Taliaferro County 10 pt. 4.5 yrs old 208 lbs. live weight.


----------



## MonroeTaco (Feb 22, 2009)

Can't really tell from pic, but he dressed out at 273#. Killed opening day last year in Wilkes county.


----------



## sagebrush (Feb 23, 2009)

*here you go.......*

here is one killed in worth county in 2008 that tips the scale at 262lbs!!!!    its true we do have them


----------



## cpowel10 (Feb 23, 2009)

sagebrush said:


> here is one killed in worth county in 2008 that tips the scale at 262lbs!!!!    its true we do have them



Thats a fat one.  What part of the county did you kill him in?


----------



## whitworth (Feb 23, 2009)

*Some of you fellers*

are either overtaxing your mind; or overtaxing those corn feeders.  

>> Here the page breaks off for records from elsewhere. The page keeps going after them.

use super::{BitCodec, FieldCodec};
use crate::bits::{BitReader, BitWriter};
use crate::error::{Error, Result};
use crate::kind::Kind;
use crate::name::NameCodec;
use crate::schema::{Field, RecordSchema};

const FIELD_COUNT_BITS: usize = 6;

/// Most fields a record can have.
pub const MAX_RECORD_FIELDS: usize = (1 << FIELD_COUNT_BITS) - 1;

/// Record codec: the record name, a 6-bit field count, then each field's name and schema in
/// declaration order.
pub(crate) struct RecordCodec<'a> {
    names: &'a NameCodec,
    fields: &'a FieldCodec,
    depth: usize,
}

impl<'a> RecordCodec<'a> {
    pub(crate) fn new(names: &'a NameCodec, fields: &'a FieldCodec, depth: usize) -> Self {
        Self {
            names,
            fields,
            depth,
        }
    }

    fn check_count(&self, record: &RecordSchema) -> Result<()> {
        if record.fields.len() > MAX_RECORD_FIELDS {
            return Err(Error::TooManyElements {
                kind: Kind::Record,
                max: MAX_RECORD_FIELDS,
                actual: record.fields.len(),
            });
        }
        Ok(())
    }
}

impl<'a> BitCodec for RecordCodec<'a> {
    type Item = RecordSchema;

    fn validate(&self, record: &RecordSchema) -> Result<()> {
        self.names.validate(&record.name)?;
        self.check_count(record)?;
        for field in record.fields.iter() {
            self.names.validate(&field.name)?;
            self.fields.validate_at(&field.schema, self.depth + 1)?;
        }
        Ok(())
    }

    fn size_of(&self, record: &RecordSchema) -> Result<usize> {
        self.check_count(record)?;
        let mut size = self.names.size_of(&record.name)? + FIELD_COUNT_BITS;
        for field in record.fields.iter() {
            size += self.names.size_of(&field.name)?;
            size += self.fields.size_of_at(&field.schema, self.depth + 1)?;
        }
        Ok(size)
    }

    fn encode(&self, record: &RecordSchema, buf: &mut BitWriter) -> Result<()> {
        self.check_count(record)?;
        self.names.encode(&record.name, buf)?;
        buf.append(record.fields.len() as u64, FIELD_COUNT_BITS)?;
        for field in record.fields.iter() {
            self.names.encode(&field.name, buf)?;
            self.fields.encode_at(&field.schema, buf, self.depth + 1)?;
        }
        Ok(())
    }

    fn decode(&self, buf: &mut BitReader) -> Result<RecordSchema> {
        let name = self.names.decode(buf)?;
        let count = buf.read(FIELD_COUNT_BITS)? as usize;
        let mut fields = Vec::with_capacity(count);
        for _ in 0..count {
            let field_name = self.names.decode(buf)?;
            let schema = self.fields.decode_at(buf, self.depth + 1)?;
            fields.push(Field::new(field_name, schema));
        }
        Ok(RecordSchema { name, fields })
    }
}

#[cfg(test)]
mod test {
    use super::*;
    use crate::schema::Schema;

    fn record_with(n: usize) -> RecordSchema {
        (0..n).fold(RecordSchema::new("wide"), |r, i| {
            r.field(format!("f{}", i), Schema::Int)
        })
    }

    #[test]
    fn field_count_boundary() {
        let fields = FieldCodec::new();
        let codec = RecordCodec::new(&NameCodec, &fields, 0);
        assert!(codec.validate(&record_with(MAX_RECORD_FIELDS)).is_ok());
        assert_eq!(
            codec.validate(&record_with(MAX_RECORD_FIELDS + 1)),
            Err(Error::TooManyElements {
                kind: Kind::Record,
                max: 63,
                actual: 64
            })
        );
        let mut w = BitWriter::new();
        assert!(codec.encode(&record_with(64), &mut w).is_err());
    }

    #[test]
    fn widest_record_roundtrips() {
        let fields = FieldCodec::new();
        let codec = RecordCodec::new(&NameCodec, &fields, 0);
        let record = record_with(MAX_RECORD_FIELDS);
        let mut w = BitWriter::new();
        codec.encode(&record, &mut w).unwrap();
        assert_eq!(w.bit_len(), codec.size_of(&record).unwrap());
        let bytes = w.into_bytes();
        assert_eq!(codec.decode(&mut BitReader::new(&bytes)).unwrap(), record);
    }

    #[test]
    fn empty_record() {
        let fields = FieldCodec::new();
        let codec = RecordCodec::new(&NameCodec, &fields, 0);
        let record = RecordSchema::new("Empty");
        // name: 6 + 5*6, count: 6
        assert_eq!(codec.size_of(&record).unwrap(), 6 + 30 + 6);
        let mut w = BitWriter::new();
        codec.encode(&record, &mut w).unwrap();
        let bytes = w.into_bytes();
        assert_eq!(codec.decode(&mut BitReader::new(&bytes)).unwrap(), record);
    }

    #[test]
    fn bad_field_name() {
        let fields = FieldCodec::new();
        let codec = RecordCodec::new(&NameCodec, &fields, 0);
        let record = RecordSchema::new("r").field("has space", Schema::Null);
        assert_eq!(
            codec.validate(&record),
            Err(Error::InvalidCharacter {
                name: "has space".into(),
                ch: ' '
            })
        );
    }
}
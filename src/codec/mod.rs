//! The per-kind codecs and the recursive field codec that ties them together.
//!
//! Each schema node is written as a 4-bit kind tag followed by that kind's payload:
//!
//! | Kind      | Payload                                                         |
//! | --------- | --------------------------------------------------------------- |
//! | primitive | nothing                                                         |
//! | Record    | name, 6-bit field count, then per field: name, nested schema    |
//! | Union     | 4-bit alternative count, then each nested schema                |
//! | Array     | nested element schema                                           |
//! | Map       | nested value schema                                             |
//! | Enum      | name, 4-bit symbol count, then each symbol name                 |
//! | Fixed     | name, 8-bit size                                                |
//!
//! Structural codecs don't own the [`FieldCodec`]; they borrow it for the duration of one call,
//! along with the depth of the node they're working on.

mod array;
mod enums;
mod fixed;
mod map;
mod primitive;
mod record;
mod union;

pub use self::enums::MAX_ENUM_SYMBOLS;
pub use self::fixed::MAX_FIXED_SIZE;
pub use self::record::MAX_RECORD_FIELDS;
pub use self::union::MAX_UNION_ALTERNATIVES;

use self::array::ArrayCodec;
use self::enums::EnumCodec;
use self::fixed::FixedCodec;
use self::map::MapCodec;
use self::primitive::PrimitiveCodec;
use self::record::RecordCodec;
use self::union::UnionCodec;

use crate::bits::{BitReader, BitWriter};
use crate::error::{Error, Result};
use crate::kind::{Kind, KindCodec};
use crate::name::NameCodec;
use crate::schema::Schema;

/// Default limit on schema nesting.
pub const DEFAULT_MAX_DEPTH: usize = 128;

/// A codec for one piece of the compact format.
///
/// Sizes are in bits. `size_of` and `encode` refuse anything `validate` would refuse, so a
/// successful `encode` always produces something `decode` can read back.
pub trait BitCodec {
    type Item;

    /// Check that `item` can be represented.
    fn validate(&self, item: &Self::Item) -> Result<()>;

    /// Number of bits `encode` will write for `item`.
    fn size_of(&self, item: &Self::Item) -> Result<usize>;

    fn encode(&self, item: &Self::Item, buf: &mut BitWriter) -> Result<()>;

    fn decode(&self, buf: &mut BitReader) -> Result<Self::Item>;
}

/// Encodes and decodes any schema node, recursing into its children.
#[derive(Clone, Debug)]
pub struct FieldCodec {
    names: NameCodec,
    max_depth: usize,
}

impl Default for FieldCodec {
    fn default() -> Self {
        Self::new()
    }
}

impl FieldCodec {
    pub const fn new() -> Self {
        Self::with_max_depth(DEFAULT_MAX_DEPTH)
    }

    /// A codec that refuses schemas nested more than `max_depth` levels below the root.
    pub const fn with_max_depth(max_depth: usize) -> Self {
        Self {
            names: NameCodec,
            max_depth,
        }
    }

    pub fn max_depth(&self) -> usize {
        self.max_depth
    }

    fn enter(&self, depth: usize) -> Result<()> {
        if depth > self.max_depth {
            return Err(Error::DepthLimit(self.max_depth));
        }
        Ok(())
    }

    pub(crate) fn validate_at(&self, schema: &Schema, depth: usize) -> Result<()> {
        self.enter(depth)?;
        KindCodec.validate(&schema.kind())?;
        match schema {
            Schema::Null
            | Schema::Boolean
            | Schema::Int
            | Schema::Long
            | Schema::Float
            | Schema::Double
            | Schema::String
            | Schema::Bytes => PrimitiveCodec::new(schema.kind())?.validate(schema),
            Schema::Record(record) => RecordCodec::new(&self.names, self, depth).validate(record),
            Schema::Union(alternatives) => UnionCodec::new(self, depth).validate(alternatives),
            Schema::Array(element) => ArrayCodec::new(self, depth).validate(element),
            Schema::Map(value) => MapCodec::new(self, depth).validate(value),
            Schema::Enum(enumeration) => EnumCodec::new(&self.names).validate(enumeration),
            Schema::Fixed(fixed) => FixedCodec::new(&self.names).validate(fixed),
        }
    }

    pub(crate) fn size_of_at(&self, schema: &Schema, depth: usize) -> Result<usize> {
        self.enter(depth)?;
        let tag = KindCodec.size_of(&schema.kind())?;
        let payload = match schema {
            Schema::Null
            | Schema::Boolean
            | Schema::Int
            | Schema::Long
            | Schema::Float
            | Schema::Double
            | Schema::String
            | Schema::Bytes => PrimitiveCodec::new(schema.kind())?.size_of(schema)?,
            Schema::Record(record) => RecordCodec::new(&self.names, self, depth).size_of(record)?,
            Schema::Union(alternatives) => UnionCodec::new(self, depth).size_of(alternatives)?,
            Schema::Array(element) => ArrayCodec::new(self, depth).size_of(element)?,
            Schema::Map(value) => MapCodec::new(self, depth).size_of(value)?,
            Schema::Enum(enumeration) => EnumCodec::new(&self.names).size_of(enumeration)?,
            Schema::Fixed(fixed) => FixedCodec::new(&self.names).size_of(fixed)?,
        };
        Ok(tag + payload)
    }

    pub(crate) fn encode_at(&self, schema: &Schema, buf: &mut BitWriter, depth: usize) -> Result<()> {
        self.enter(depth)?;
        KindCodec.encode(&schema.kind(), buf)?;
        match schema {
            Schema::Null
            | Schema::Boolean
            | Schema::Int
            | Schema::Long
            | Schema::Float
            | Schema::Double
            | Schema::String
            | Schema::Bytes => PrimitiveCodec::new(schema.kind())?.encode(schema, buf),
            Schema::Record(record) => {
                RecordCodec::new(&self.names, self, depth).encode(record, buf)
            }
            Schema::Union(alternatives) => UnionCodec::new(self, depth).encode(alternatives, buf),
            Schema::Array(element) => ArrayCodec::new(self, depth).encode(element, buf),
            Schema::Map(value) => MapCodec::new(self, depth).encode(value, buf),
            Schema::Enum(enumeration) => EnumCodec::new(&self.names).encode(enumeration, buf),
            Schema::Fixed(fixed) => FixedCodec::new(&self.names).encode(fixed, buf),
        }
    }

    pub(crate) fn decode_at(&self, buf: &mut BitReader, depth: usize) -> Result<Schema> {
        self.enter(depth)?;
        let kind = KindCodec.decode(buf)?;
        Ok(match kind {
            Kind::Null
            | Kind::Boolean
            | Kind::Int
            | Kind::Long
            | Kind::Float
            | Kind::Double
            | Kind::String
            | Kind::Bytes => PrimitiveCodec::new(kind)?.decode(buf)?,
            Kind::Record => {
                Schema::Record(RecordCodec::new(&self.names, self, depth).decode(buf)?)
            }
            Kind::Union => Schema::Union(UnionCodec::new(self, depth).decode(buf)?),
            Kind::Array => Schema::Array(ArrayCodec::new(self, depth).decode(buf)?),
            Kind::Map => Schema::Map(MapCodec::new(self, depth).decode(buf)?),
            Kind::Enum => Schema::Enum(EnumCodec::new(&self.names).decode(buf)?),
            Kind::Fixed => Schema::Fixed(FixedCodec::new(&self.names).decode(buf)?),
        })
    }
}

impl BitCodec for FieldCodec {
    type Item = Schema;

    fn validate(&self, schema: &Schema) -> Result<()> {
        self.validate_at(schema, 0)
    }

    fn size_of(&self, schema: &Schema) -> Result<usize> {
        self.validate(schema)?;
        self.size_of_at(schema, 0)
    }

    fn encode(&self, schema: &Schema, buf: &mut BitWriter) -> Result<()> {
        self.validate(schema)?;
        self.encode_at(schema, buf, 0)
    }

    fn decode(&self, buf: &mut BitReader) -> Result<Schema> {
        self.decode_at(buf, 0)
    }
}
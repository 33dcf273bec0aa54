use super::{BitCodec, FieldCodec};
use crate::bits::{BitReader, BitWriter};
use crate::error::{Error, Result};
use crate::kind::Kind;
use crate::schema::Schema;

const ALTERNATIVE_COUNT_BITS: usize = 4;

/// Most alternatives a union can have.
pub const MAX_UNION_ALTERNATIVES: usize = (1 << ALTERNATIVE_COUNT_BITS) - 1;

/// Union codec: a 4-bit alternative count, then each alternative in order.
pub(crate) struct UnionCodec<'a> {
    fields: &'a FieldCodec,
    depth: usize,
}

impl<'a> UnionCodec<'a> {
    pub(crate) fn new(fields: &'a FieldCodec, depth: usize) -> Self {
        Self { fields, depth }
    }

    fn check_count(&self, alternatives: &[Schema]) -> Result<()> {
        if alternatives.len() > MAX_UNION_ALTERNATIVES {
            return Err(Error::TooManyElements {
                kind: Kind::Union,
                max: MAX_UNION_ALTERNATIVES,
                actual: alternatives.len(),
            });
        }
        Ok(())
    }
}

impl<'a> BitCodec for UnionCodec<'a> {
    type Item = Vec<Schema>;

    fn validate(&self, alternatives: &Vec<Schema>) -> Result<()> {
        self.check_count(alternatives)?;
        alternatives
            .iter()
            .try_for_each(|alt| self.fields.validate_at(alt, self.depth + 1))
    }

    fn size_of(&self, alternatives: &Vec<Schema>) -> Result<usize> {
        self.check_count(alternatives)?;
        alternatives.iter().try_fold(ALTERNATIVE_COUNT_BITS, |size, alt| {
            Ok(size + self.fields.size_of_at(alt, self.depth + 1)?)
        })
    }

    fn encode(&self, alternatives: &Vec<Schema>, buf: &mut BitWriter) -> Result<()> {
        self.check_count(alternatives)?;
        buf.append(alternatives.len() as u64, ALTERNATIVE_COUNT_BITS)?;
        for alt in alternatives.iter() {
            self.fields.encode_at(alt, buf, self.depth + 1)?;
        }
        Ok(())
    }

    fn decode(&self, buf: &mut BitReader) -> Result<Vec<Schema>> {
        let count = buf.read(ALTERNATIVE_COUNT_BITS)? as usize;
        (0..count)
            .map(|_| self.fields.decode_at(buf, self.depth + 1))
            .collect()
    }
}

And if it was eating those Georgia peanuts, it would probably be dead.        Kidding!


----------



## sagebrush (Feb 23, 2009)

i think the guy killed it off 82 aroune massey airport rd.


----------



## godogs57 (Feb 23, 2009)

Sooo...that 273# buck would weigh 334 pounds live????????


----------



## Timberman (Feb 23, 2009)

The Boyd Jones buck from Worth County is documented and taken as fact. Shot in 1972, it weighed 355# field dressed in front of law enforcement and other witnesses in Tallahassee Florida. An earlier attempt had been made to weigh the deer on 300# cotton scales and they bottomed out. It is tied with a buck from Maine with the same weight as the 2nd heaviest ever. It was an anomaly and it is most unlikely another from Georgia will ever come close. The biggest I've seen from Georgia weighed 191 dressed. I've taken two bucks in Alberta that weighed more than 270# live. 

Carl Lenander Jr. Killed a buck in 1926 in Minnesota that weighed 402 dressed and was estimated to have been 511 on the hoof. It is generally considered the heaviest ever taken.


----------



## lostacres (Feb 23, 2009)

NDLucas said:


> No pics, but I know for a fact that there are 300+lb deer in certain areas of Harris County. I know of one that was killed this past season that went in the upper 150's and weighed 310 with several brushing 300lbs the past several years.  The properties I am talking about have been intensively trophy managed for over 12 years with a food plot and supplemental feed budget that would make your mouth hit the floor.
> 
> With the right management program and funds with time, it is very possible.
> 
> Edit: The places I am referring to are NOT high fenced.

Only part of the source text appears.